━━ INFORMATION GIVEN

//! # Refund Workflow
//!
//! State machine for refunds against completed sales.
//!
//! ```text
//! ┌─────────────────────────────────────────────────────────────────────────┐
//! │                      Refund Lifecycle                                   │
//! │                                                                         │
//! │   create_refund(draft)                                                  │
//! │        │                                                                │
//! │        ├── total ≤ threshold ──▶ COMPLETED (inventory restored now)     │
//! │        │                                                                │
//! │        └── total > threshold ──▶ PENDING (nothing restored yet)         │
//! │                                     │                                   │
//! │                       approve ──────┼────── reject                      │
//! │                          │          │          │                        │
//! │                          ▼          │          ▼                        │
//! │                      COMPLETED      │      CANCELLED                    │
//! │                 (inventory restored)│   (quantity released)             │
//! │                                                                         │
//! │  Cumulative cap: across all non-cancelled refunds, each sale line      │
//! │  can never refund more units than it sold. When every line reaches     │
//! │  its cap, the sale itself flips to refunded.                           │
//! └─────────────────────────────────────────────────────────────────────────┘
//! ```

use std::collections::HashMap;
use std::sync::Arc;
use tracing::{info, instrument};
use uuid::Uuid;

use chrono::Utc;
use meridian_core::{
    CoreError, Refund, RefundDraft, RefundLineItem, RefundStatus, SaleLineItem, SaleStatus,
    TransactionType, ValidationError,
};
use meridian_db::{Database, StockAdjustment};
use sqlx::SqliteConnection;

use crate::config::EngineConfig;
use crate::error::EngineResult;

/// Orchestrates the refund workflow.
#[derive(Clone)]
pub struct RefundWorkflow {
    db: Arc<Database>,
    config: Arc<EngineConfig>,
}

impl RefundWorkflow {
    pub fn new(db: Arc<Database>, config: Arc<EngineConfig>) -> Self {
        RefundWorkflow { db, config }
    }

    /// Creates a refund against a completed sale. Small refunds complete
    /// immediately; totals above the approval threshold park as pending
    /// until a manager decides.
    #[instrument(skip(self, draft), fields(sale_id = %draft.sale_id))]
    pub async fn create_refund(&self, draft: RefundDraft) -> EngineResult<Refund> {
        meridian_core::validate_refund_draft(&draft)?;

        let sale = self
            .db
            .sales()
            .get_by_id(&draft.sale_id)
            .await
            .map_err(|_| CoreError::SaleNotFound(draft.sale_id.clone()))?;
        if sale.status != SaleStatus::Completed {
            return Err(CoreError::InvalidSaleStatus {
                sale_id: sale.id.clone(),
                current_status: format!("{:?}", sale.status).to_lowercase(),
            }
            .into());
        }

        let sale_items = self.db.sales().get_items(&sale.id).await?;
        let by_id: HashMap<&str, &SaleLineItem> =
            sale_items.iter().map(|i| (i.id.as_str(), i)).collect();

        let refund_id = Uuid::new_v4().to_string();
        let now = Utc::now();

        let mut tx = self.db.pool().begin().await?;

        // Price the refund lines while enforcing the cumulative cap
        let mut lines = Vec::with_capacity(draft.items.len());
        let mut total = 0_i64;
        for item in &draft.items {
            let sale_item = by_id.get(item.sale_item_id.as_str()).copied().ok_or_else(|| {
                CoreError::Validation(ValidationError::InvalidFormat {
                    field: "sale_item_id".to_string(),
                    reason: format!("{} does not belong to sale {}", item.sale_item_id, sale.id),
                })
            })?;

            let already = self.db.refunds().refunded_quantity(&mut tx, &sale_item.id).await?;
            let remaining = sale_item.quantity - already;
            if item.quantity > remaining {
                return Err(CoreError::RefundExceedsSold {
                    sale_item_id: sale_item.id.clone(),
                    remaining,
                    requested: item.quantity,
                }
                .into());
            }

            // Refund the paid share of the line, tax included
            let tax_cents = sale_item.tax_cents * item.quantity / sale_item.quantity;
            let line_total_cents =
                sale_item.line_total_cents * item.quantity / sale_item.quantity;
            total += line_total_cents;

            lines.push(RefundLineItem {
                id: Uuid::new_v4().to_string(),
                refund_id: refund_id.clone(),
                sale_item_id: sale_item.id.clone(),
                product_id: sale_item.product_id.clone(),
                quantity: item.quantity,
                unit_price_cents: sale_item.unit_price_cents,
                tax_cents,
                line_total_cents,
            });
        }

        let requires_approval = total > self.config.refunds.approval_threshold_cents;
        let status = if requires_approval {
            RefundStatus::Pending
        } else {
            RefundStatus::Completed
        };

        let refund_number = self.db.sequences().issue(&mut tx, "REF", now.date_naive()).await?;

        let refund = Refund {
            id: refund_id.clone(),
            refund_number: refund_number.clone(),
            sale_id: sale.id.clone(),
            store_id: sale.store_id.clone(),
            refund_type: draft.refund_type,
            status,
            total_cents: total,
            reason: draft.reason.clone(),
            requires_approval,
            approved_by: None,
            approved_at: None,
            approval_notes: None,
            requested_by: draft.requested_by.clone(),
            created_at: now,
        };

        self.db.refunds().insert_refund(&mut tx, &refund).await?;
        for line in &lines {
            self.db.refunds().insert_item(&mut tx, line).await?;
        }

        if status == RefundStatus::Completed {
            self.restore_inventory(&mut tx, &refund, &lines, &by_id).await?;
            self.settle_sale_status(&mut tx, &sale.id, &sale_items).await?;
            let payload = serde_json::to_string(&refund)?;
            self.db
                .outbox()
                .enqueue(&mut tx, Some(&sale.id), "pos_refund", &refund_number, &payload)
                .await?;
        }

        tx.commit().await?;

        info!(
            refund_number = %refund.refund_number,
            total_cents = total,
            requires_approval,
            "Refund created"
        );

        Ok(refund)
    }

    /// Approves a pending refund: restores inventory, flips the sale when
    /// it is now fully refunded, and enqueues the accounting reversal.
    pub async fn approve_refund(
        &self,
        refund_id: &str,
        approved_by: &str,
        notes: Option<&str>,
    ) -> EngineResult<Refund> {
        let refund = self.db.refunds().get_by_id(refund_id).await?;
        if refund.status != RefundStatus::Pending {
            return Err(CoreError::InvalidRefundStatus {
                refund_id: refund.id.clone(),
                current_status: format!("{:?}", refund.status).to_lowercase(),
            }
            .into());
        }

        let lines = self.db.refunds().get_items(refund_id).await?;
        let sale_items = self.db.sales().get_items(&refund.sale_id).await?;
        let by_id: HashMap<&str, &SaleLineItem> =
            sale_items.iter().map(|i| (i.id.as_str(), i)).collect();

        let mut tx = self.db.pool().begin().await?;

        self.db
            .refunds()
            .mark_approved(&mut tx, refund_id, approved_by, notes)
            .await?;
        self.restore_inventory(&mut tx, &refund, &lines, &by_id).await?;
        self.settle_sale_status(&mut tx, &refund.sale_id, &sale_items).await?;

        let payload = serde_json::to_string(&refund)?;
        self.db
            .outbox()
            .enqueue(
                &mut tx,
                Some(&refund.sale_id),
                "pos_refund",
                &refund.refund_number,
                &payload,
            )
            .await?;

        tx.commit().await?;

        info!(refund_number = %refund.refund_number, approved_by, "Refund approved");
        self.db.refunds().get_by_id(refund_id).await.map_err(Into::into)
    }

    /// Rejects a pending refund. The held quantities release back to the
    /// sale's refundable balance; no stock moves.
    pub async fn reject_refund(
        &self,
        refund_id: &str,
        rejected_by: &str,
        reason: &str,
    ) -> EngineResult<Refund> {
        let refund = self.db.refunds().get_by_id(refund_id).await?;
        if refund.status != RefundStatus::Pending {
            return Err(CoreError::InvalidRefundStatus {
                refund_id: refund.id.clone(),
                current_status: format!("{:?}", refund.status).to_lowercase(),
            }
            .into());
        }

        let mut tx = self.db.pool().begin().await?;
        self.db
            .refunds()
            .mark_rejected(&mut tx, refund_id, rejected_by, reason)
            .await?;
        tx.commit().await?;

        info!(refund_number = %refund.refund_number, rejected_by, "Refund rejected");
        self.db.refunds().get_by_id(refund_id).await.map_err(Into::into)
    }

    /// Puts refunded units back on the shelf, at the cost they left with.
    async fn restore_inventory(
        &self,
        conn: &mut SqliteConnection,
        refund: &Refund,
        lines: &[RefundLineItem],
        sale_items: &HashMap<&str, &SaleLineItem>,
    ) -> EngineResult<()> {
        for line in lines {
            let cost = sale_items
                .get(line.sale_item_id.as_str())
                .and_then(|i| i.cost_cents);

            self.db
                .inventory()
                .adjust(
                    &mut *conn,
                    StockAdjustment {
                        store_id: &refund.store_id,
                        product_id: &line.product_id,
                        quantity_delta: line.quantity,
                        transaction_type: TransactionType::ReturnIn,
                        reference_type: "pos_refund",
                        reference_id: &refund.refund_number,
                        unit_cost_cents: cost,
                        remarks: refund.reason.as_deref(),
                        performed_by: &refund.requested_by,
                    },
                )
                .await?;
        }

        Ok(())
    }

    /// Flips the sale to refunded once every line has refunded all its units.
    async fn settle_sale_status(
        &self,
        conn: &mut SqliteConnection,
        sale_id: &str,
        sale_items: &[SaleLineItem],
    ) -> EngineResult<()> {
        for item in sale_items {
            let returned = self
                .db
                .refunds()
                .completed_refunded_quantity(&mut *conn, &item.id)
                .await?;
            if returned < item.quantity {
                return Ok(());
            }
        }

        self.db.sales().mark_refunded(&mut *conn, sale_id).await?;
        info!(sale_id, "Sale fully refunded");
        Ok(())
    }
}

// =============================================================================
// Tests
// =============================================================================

━━━━
━━ INFORMATION GIVEN

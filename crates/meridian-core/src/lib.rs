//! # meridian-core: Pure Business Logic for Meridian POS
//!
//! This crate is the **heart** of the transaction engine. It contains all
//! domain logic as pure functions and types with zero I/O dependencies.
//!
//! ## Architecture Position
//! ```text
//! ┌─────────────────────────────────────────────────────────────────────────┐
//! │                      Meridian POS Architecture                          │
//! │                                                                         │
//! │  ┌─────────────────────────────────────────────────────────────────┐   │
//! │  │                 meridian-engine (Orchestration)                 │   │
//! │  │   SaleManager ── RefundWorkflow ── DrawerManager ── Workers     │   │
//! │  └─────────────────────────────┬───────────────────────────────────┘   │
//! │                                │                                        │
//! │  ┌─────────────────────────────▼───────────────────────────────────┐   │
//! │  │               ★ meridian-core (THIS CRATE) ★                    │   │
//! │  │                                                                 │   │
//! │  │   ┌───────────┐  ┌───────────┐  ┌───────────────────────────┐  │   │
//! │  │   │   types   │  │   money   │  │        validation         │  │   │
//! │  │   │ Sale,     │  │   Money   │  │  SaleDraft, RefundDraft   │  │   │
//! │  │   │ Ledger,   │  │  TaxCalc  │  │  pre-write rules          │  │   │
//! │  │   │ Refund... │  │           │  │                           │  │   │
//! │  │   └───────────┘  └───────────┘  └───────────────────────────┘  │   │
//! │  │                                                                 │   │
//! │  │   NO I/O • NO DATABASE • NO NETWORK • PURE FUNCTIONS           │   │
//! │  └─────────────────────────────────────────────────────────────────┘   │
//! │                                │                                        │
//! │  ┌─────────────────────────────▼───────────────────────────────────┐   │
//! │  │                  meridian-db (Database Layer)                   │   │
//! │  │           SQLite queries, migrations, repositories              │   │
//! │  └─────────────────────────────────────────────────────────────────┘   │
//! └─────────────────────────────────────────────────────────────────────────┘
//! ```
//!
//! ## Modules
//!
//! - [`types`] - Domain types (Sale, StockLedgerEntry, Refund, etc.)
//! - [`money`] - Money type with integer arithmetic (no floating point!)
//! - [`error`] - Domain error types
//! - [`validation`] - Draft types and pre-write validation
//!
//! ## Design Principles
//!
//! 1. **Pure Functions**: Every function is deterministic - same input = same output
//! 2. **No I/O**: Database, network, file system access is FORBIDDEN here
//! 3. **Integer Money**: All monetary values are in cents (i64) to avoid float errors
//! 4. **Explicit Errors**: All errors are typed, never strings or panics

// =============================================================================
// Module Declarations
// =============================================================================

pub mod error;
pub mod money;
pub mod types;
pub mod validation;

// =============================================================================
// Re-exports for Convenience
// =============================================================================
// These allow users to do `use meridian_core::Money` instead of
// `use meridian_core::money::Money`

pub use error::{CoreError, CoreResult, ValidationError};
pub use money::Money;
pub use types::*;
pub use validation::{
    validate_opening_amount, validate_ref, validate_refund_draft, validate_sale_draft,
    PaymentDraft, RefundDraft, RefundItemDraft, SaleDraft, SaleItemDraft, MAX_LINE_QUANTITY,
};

━━━━
━━ INFORMATION GIVEN

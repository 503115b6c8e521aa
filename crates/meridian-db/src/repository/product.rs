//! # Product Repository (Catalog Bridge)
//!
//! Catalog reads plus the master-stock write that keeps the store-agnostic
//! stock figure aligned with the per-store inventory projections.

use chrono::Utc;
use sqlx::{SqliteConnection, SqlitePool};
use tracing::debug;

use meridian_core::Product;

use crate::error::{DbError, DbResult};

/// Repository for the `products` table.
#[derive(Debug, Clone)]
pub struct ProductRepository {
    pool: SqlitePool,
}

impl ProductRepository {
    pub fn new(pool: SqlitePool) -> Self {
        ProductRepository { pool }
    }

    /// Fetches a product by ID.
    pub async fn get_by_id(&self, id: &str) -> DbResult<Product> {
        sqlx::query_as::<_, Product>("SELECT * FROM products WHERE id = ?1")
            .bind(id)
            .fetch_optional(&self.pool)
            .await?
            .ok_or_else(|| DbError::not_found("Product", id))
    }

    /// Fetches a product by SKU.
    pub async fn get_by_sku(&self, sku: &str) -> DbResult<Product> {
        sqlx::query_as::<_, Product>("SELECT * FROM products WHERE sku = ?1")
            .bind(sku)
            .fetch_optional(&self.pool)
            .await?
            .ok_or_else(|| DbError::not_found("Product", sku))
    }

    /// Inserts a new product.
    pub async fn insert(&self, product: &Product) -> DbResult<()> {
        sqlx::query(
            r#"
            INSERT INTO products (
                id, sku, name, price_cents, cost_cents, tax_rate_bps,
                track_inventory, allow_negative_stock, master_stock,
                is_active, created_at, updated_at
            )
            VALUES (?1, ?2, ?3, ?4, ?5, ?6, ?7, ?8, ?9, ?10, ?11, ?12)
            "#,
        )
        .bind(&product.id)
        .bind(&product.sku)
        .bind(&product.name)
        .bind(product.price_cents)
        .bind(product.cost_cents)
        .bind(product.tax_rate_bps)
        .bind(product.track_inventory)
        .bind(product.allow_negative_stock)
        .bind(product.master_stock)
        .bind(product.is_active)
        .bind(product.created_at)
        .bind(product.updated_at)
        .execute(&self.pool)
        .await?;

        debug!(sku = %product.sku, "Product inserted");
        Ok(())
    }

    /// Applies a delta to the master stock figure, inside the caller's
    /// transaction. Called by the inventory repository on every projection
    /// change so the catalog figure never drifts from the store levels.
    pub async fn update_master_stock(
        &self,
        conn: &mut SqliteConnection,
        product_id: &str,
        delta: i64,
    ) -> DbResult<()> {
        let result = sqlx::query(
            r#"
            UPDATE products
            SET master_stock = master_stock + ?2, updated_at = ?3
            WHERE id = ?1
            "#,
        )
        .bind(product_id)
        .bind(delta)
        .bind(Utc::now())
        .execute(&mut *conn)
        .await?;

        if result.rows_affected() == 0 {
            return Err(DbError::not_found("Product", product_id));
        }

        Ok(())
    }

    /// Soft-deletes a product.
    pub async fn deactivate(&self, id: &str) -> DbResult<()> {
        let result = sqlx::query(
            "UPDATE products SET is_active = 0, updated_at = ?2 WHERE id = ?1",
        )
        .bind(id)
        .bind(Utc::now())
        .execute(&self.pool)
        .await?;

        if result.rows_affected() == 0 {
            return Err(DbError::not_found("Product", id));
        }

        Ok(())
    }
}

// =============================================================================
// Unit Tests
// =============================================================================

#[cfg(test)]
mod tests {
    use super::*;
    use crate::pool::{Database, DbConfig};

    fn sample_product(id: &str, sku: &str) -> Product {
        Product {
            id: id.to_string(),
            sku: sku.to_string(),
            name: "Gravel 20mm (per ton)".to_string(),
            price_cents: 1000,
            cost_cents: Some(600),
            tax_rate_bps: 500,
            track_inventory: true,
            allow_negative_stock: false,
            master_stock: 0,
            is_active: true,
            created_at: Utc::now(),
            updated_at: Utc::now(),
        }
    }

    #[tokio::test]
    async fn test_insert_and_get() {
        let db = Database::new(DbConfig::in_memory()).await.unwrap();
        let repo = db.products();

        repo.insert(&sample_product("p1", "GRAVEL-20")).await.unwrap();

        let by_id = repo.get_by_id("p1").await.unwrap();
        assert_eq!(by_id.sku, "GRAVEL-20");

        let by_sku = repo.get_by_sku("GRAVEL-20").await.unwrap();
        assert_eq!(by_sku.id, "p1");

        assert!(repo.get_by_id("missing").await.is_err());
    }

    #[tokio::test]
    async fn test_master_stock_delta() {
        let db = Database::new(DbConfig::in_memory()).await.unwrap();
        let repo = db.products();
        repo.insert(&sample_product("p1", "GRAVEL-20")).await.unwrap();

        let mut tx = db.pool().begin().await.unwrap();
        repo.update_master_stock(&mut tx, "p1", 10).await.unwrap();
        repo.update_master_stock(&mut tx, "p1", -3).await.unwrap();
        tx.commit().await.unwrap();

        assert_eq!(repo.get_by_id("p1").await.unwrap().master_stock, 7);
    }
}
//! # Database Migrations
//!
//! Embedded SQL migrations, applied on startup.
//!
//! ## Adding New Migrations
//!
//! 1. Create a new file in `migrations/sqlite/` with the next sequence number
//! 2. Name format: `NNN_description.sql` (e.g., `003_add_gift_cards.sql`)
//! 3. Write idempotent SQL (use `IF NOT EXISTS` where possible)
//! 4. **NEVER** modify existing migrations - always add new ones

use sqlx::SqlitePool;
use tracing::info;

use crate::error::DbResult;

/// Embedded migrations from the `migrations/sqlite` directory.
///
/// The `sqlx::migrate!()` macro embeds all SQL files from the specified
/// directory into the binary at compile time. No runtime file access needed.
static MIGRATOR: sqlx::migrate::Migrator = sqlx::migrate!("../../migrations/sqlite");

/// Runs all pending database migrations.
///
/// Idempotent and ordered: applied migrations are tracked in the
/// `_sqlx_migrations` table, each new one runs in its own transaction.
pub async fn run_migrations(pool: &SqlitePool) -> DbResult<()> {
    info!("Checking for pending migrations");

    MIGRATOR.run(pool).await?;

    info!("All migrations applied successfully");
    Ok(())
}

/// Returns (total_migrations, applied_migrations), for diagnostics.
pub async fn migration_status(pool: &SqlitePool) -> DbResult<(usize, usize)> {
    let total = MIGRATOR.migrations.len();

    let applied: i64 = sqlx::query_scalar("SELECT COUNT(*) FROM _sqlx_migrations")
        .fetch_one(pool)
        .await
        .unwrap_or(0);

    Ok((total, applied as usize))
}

━━━━

[EXERCISE GOAL]: Find the word "table" in the entries above. Copy every line that has it.

[TASK OUTPUT]:
/// Repository for the `products` table.
/// `_sqlx_migrations` table, each new one runs in its own transaction.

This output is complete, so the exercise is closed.